Una lingua artificiale e universale, che aveva nel suo vocabolario termini di idiomi diversi perché potesse essere studiata facilmente da tutti.

Alla base c'era un sogno: che tutte le persone nel mondo potessero comprendersi e così vivere in pace.

A cent'anni dalla morte di Zamenhof l'utopia vive ancora.

Sono un milione e mezzo nel mondo le persone che la praticano e da qualche anno è stata aggiunta da Google nel suo servizio di traduzione.

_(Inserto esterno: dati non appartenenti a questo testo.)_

// Licensed to the Apache Software Foundation (ASF) under one
// or more contributor license agreements.  See the NOTICE file
// distributed with this work for additional information
// regarding copyright ownership.  The ASF licenses this file
// to you under the Apache License, Version 2.0 (the
// "License"); you may not use this file except in compliance
// with the License.  You may obtain a copy of the License at
//
//   http://www.apache.org/licenses/LICENSE-2.0
//
// Unless required by applicable law or agreed to in writing,
// software distributed under the License is distributed on an
// "AS IS" BASIS, WITHOUT WARRANTIES OR CONDITIONS OF ANY
// KIND, either express or implied.  See the License for the
// specific language governing permissions and limitations
// under the License.
use super::LiteralValue;
use arrow::array::{
    ArrayRef, BooleanArray, Date32Array, Float64Array, Int32Array, Int64Array, NullArray,
    StringArray, new_null_array,
};
use arrow::compute::cast;
use arrow::datatypes::DataType;
use std::sync::Arc;

/// Materialize `value` as a constant column of `len` rows.
///
/// `declared` is the planner's result type; a NULL literal without one stays untyped.
pub(crate) fn eval_literal(
    value: &LiteralValue,
    declared: Option<&DataType>,
    len: usize,
) -> Result<ArrayRef, String> {
    let array: ArrayRef = match (value, declared) {
        (LiteralValue::Null, Some(dt)) => return Ok(new_null_array(dt, len)),
        (LiteralValue::Null, None) => Arc::new(NullArray::new(len)),
        (LiteralValue::Int32(v), _) => Arc::new(Int32Array::from_value(*v, len)),
        (LiteralValue::Int64(v), _) => Arc::new(Int64Array::from_value(*v, len)),
        (LiteralValue::Float64(v), _) => Arc::new(Float64Array::from_value(*v, len)),
        (LiteralValue::Date32(v), _) => Arc::new(Date32Array::from_value(*v, len)),
        (LiteralValue::Bool(v), _) => Arc::new(BooleanArray::from(vec![*v; len])),
        (LiteralValue::Utf8(v), _) => Arc::new(StringArray::from_iter_values(
            std::iter::repeat_n(v.as_str(), len),
        )),
    };
    match declared {
        Some(dt) if array.data_type() != dt => cast(&array, dt).map_err(|e| {
            format!(
                "literal cast failed from {:?} to {:?}: {}",
                array.data_type(),
                dt,
                e
            )
        }),
        _ => Ok(array),
    }
}
// Licensed to the Apache Software Foundation (ASF) under one
// or more contributor license agreements.  See the NOTICE file
// distributed with this work for additional information
// regarding copyright ownership.  The ASF licenses this file
// to you under the Apache License, Version 2.0 (the
// "License"); you may not use this file except in compliance
// with the License.  You may obtain a copy of the License at
//
//   http://www.apache.org/licenses/LICENSE-2.0
//
// Unless required by applicable law or agreed to in writing,
// software distributed under the License is distributed on an
// "AS IS" BASIS, WITHOUT WARRANTIES OR CONDITIONS OF ANY
// KIND, either express or implied.  See the License for the
// specific language governing permissions and limitations
// under the License.
//! Operator factory trait definitions.
//!
//! Responsibilities:
//! - Defines factory contracts used to instantiate one operator per pipeline copy.
//! - Separates plan-time operator configuration from runtime operator instances.
//!
//! Key exported interfaces:
//! - Types: `OperatorFactory`.

use super::operator::PullOperator;
use super::receiver::ChunkReceiver;

/// Factory contract for constructing runtime operators from plan-time configuration.
pub trait OperatorFactory: Send + Sync {
    fn name(&self) -> &str;

    fn create(&self, driver_id: i32, receiver: Box<dyn ChunkReceiver>) -> Box<dyn PullOperator>;
}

"Sin dall'età di 10 anni - spiega Agnieszka Kajdanowska, responsabile del centro Zamnehof, fondato nella sua città natale, Bialystok - lo studioso ha iniziato a riflettere su questo progetto: era un'idealista".

Il principio su cui si basa l'esperanto è la semplificazione: il suo glossario contiene un migliaio di parole, per la maggior parte di origine romanze e latine, seguite da quelle germaniche, slave e greche.

Le regole grammaticali sono 16, rigide, senza le eccezioni che spesso rendono di difficile comprensione lingue complesse come quella italiana.